• WORK REQUIRED: Lines before the one containing "validate sufficiency first." are to be left out; that line and every line after it, through the last line below, are to be reproduced exactly.

(Dataset entries)

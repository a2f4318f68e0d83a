use serde::{Deserialize, Serialize};
use std::collections::BTreeMap;
use std::fmt;
use uuid::Uuid;

use crate::asset::AssetKind;
use crate::config::INITIAL_BALANCE;

/// Unique team identifier.
#[derive(
    Clone, Copy, Debug, PartialEq, Eq, PartialOrd, Ord, Hash, Serialize, Deserialize,
)]
pub struct TeamId(pub Uuid);

impl TeamId {
    pub fn new() -> Self {
        Self(Uuid::new_v4())
    }
}

impl Default for TeamId {
    fn default() -> Self {
        Self::new()
    }
}

impl fmt::Display for TeamId {
    fn fmt(&self, f: &mut fmt::Formatter<'_>) -> fmt::Result {
        self.0.fmt(f)
    }
}

/// A participating team: balance, holdings, and any card effects currently
/// pinned on it.
#[derive(Clone, Debug, PartialEq, Serialize, Deserialize)]
pub struct Team {
    pub id: TeamId,
    pub name: String,
    pub balance: f64,
    /// Units held per asset. Absent key means zero.
    pub holdings: BTreeMap<AssetKind, u32>,
    /// Exempt from drawing a card on its next turn.
    pub has_insider_info: bool,
    /// Restricted to trading a single asset kind this turn.
    pub trade_frozen: bool,
    /// The asset the frozen team committed to, set by its first trade.
    pub frozen_asset: Option<AssetKind>,
    /// Admitted to round 2.
    pub qualified: bool,
    pub version: u64,
}

impl Team {
    pub fn new(name: String) -> Self {
        Self {
            id: TeamId::new(),
            name,
            balance: INITIAL_BALANCE,
            holdings: BTreeMap::new(),
            has_insider_info: false,
            trade_frozen: false,
            frozen_asset: None,
            qualified: false,
            version: 0,
        }
    }

    /// Units held of the given asset (zero if never bought).
    pub fn holding(&self, asset: AssetKind) -> u32 {
        self.holdings.get(&asset).copied().unwrap_or(0)
    }

    pub fn add_holding(&mut self, asset: AssetKind, quantity: u32) {
        *self.holdings.entry(asset).or_insert(0) += quantity;
    }

    /// Remove units, dropping the entry when it reaches zero. Callers must
    /// validate sufficiency first.
    pub fn remove_holding(&mut self, asset: AssetKind, quantity: u32) {
        if let Some(held) = self.holdings.get_mut(&asset) {
            *held = held.saturating_sub(quantity);
            if *held == 0 {
                self.holdings.remove(&asset);
            }
        }
    }

    /// Wipe balance, holdings, and pinned effects back to registration state.
    pub fn reset(&mut self) {
        self.balance = INITIAL_BALANCE;
        self.holdings.clear();
        self.has_insider_info = false;
        self.trade_frozen = false;
        self.frozen_asset = None;
        self.qualified = false;
    }
}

• RESULT OF THIS TASK:
    /// validate sufficiency first.
    pub fn remove_holding(&mut self, asset: AssetKind, quantity: u32) {
        if let Some(held) = self.holdings.get_mut(&asset) {
            *held = held.saturating_sub(quantity);
            if *held == 0 {
                self.holdings.remove(&asset);
            }
        }
    }

    /// Wipe balance, holdings, and pinned effects back to registration state.
    pub fn reset(&mut self) {
        self.balance = INITIAL_BALANCE;
        self.holdings.clear();
        self.has_insider_info = false;
        self.trade_frozen = false;
        self.frozen_asset = None;
        self.qualified = false;
    }
}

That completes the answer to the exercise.